The resurrection of Christ is the historic occasion of the transition from the Jewish Sabbath to the Christian Sabbath, or the Lord's Day. So *every Lord's Day* we remember the resurrection. There is no Scriptural reason to make any particular distinction of one Lord's Day over another, as Rome does.


----------



## NaphtaliPress (Oct 22, 2006)

As far as the history behind "how" Presbyterians came to observe xmas in one fashion or another, see The Religious Observance of Christmas and ‘Holy Days’ in American Presbyterianism, something I wrote some years back.

Other articles are here.
Observing the day as if doing so were more pleasing to God is will worship; cultural trappings such as gathering for a family meal, which in and of themselves may be indifferent, should be a matter of liberty, subject to the Scriptural rules governing Christian liberty.


----------



## Croghanite (Oct 22, 2006)

Thanks for the resources. Very good.
OK, I understand the Puritans view on why we should not recognize "Holy days" that are not warranted in Scripture. Agreed.
*
What makes a particular day "Holy"?*
If we annually recognize a day such as "Reformation Day", doesn't that make it Holy? The same line of questioning can be applied to any day that people annually set apart to commemorate something or someone. Birthdays, marriage anniversaries, deaths or whatever. Still confused.


----------



## PresReformed (Oct 22, 2006)

Joe,
Biblical Holy-days were those days that were instituted by God as days of worship, rest or remembrance. The only Holy-day left now is the Sabbath. What Rome did by institutuing their holy-days was to invent new "holy" days. Roman holy-days were days that were accompanied by worship, rest or remembrance. Rome required the people to keep these days.

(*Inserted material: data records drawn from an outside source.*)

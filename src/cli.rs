use std::path::PathBuf;

use clap::{Args, Parser, Subcommand, ValueEnum};

/// Top-level CLI definition. Running without a subcommand behaves like `init`.
#[derive(Parser, Debug)]
#[command(
    name = "readme-scaffold",
    version,
    about = "Create the readme_generator project skeleton"
)]
pub struct Cli {
    #[arg(short = 'C', long = "chdir", global = true)]
    pub chdir: Option<PathBuf>,
    /// Layout file to use instead of the discovered or builtin one
    #[arg(short = 'f', long = "file", global = true)]
    pub file: Option<PathBuf>,
    /// Look for `.scaffold/layout.toml` in parent and home directories
    /// (always on for `layout` commands)
    #[arg(long = "discover", global = true)]
    pub discover: bool,
    /// Override the layout's root directory (`.` scaffolds in place)
    #[arg(long = "root", global = true)]
    pub root: Option<String>,
    #[arg(short = 'n', long = "dry-run", global = true)]
    pub dry_run: bool,
    #[arg(short = 'v', long = "verbose", action = clap::ArgAction::Count, global = true)]
    pub verbose: u8,
    #[arg(long = "format", value_enum, default_value_t = OutputFormat::Text, global = true)]
    pub format: OutputFormat,
    #[command(subcommand)]
    pub command: Option<Command>,
}

#[derive(Subcommand, Debug)]
pub enum Command {
    /// Create every missing directory and file of the layout (default).
    Init(InitArgs),
    /// Print the resolved layout as a tree without touching the filesystem.
    Plan,
    /// Report layout entries that are missing or occupied by the wrong kind.
    Check,
    /// Inspect, export, or extend the layout definition.
    Layout {
        #[command(subcommand)]
        command: LayoutCommand,
    },
}

#[derive(Args, Debug, Default)]
pub struct InitArgs {
    /// Continue past failures and report them at the end
    #[arg(long = "keep-going")]
    pub keep_going: bool,
    /// Fill newly created project files with starter contents
    #[arg(long = "seed")]
    pub seed: bool,
}

#[derive(Subcommand, Debug)]
pub enum LayoutCommand {
    /// Show where the active layout comes from and what it declares.
    Show,
    /// Write the active layout as TOML (stdout when no path is given).
    Export {
        #[arg()]
        path: Option<PathBuf>,
        #[arg(long = "force", default_value_t = false)]
        force: bool,
    },
    /// Append a file or directory to the layout file.
    Add(LayoutAddArgs),
}

#[derive(Args, Debug)]
pub struct LayoutAddArgs {
    /// Path relative to the layout root
    pub path: String,
    /// Add a directory instead of a file
    #[arg(long = "dir")]
    pub dir: bool,
    /// Embedded template used by `init --seed`
    #[arg(long = "seed", conflicts_with = "dir")]
    pub seed: Option<String>,
}

#[derive(ValueEnum, Clone, Copy, Debug, Default, Eq, PartialEq)]
pub enum OutputFormat {
    #[default]
    Text,
    Json,
}

/// Helper entry point so `main` can stay minimal.
pub fn parse() -> Cli {
    Cli::parse()
}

When we observe a date such as Reformation Day, Thanksgiving, or the 4th of July, we are not keeping these days as "holy". In other words, we don't come together and worship corporately in remembrance of the day as if it were "holy".


----------



## Croghanite (Oct 22, 2006)

PresReformed said:


> Roman holy-days were days that were accompanied by worship, rest or remembrance.



Greg,

I need just a little more clarification if you would. My church observes Reformation Day. They come together and the congregation is exhorted, they pray, and sing songs to God. This Reformation day is recognized every year. They of course dont believe it to be a Holy Day, but doesn't their actions make it Holy? That is where I am getting confused.
Are they not comming together as a congregation, in remembrance of people and what they did, and worshipping God?


----------



## PresReformed (Oct 22, 2006)

It is not a day that was instituted by God as a "holy-day" so it is not holy. Getting together on Reformation Day is a remembering of that day. Even if a congregation does get together it is not formal, corporate worship (I would hope not anyway). Is there a call to worship followed by all the elements of worship?


----------



## jaybird0827 (Oct 22, 2006)

Greg makes a good point here.

Another thing I thought of. If you were a communicant member and also had other plans for that time-slot do you think that your Session would expect you to inform them that you would not be attending?

Also what Greg describes is pretty much what will happen here in the Charlotte area. We will gather for food and the usual enjoyment of one another's company. It's one of those rarer occasions where we're free to talk about things that might not be as appropriate to the Lord's Day.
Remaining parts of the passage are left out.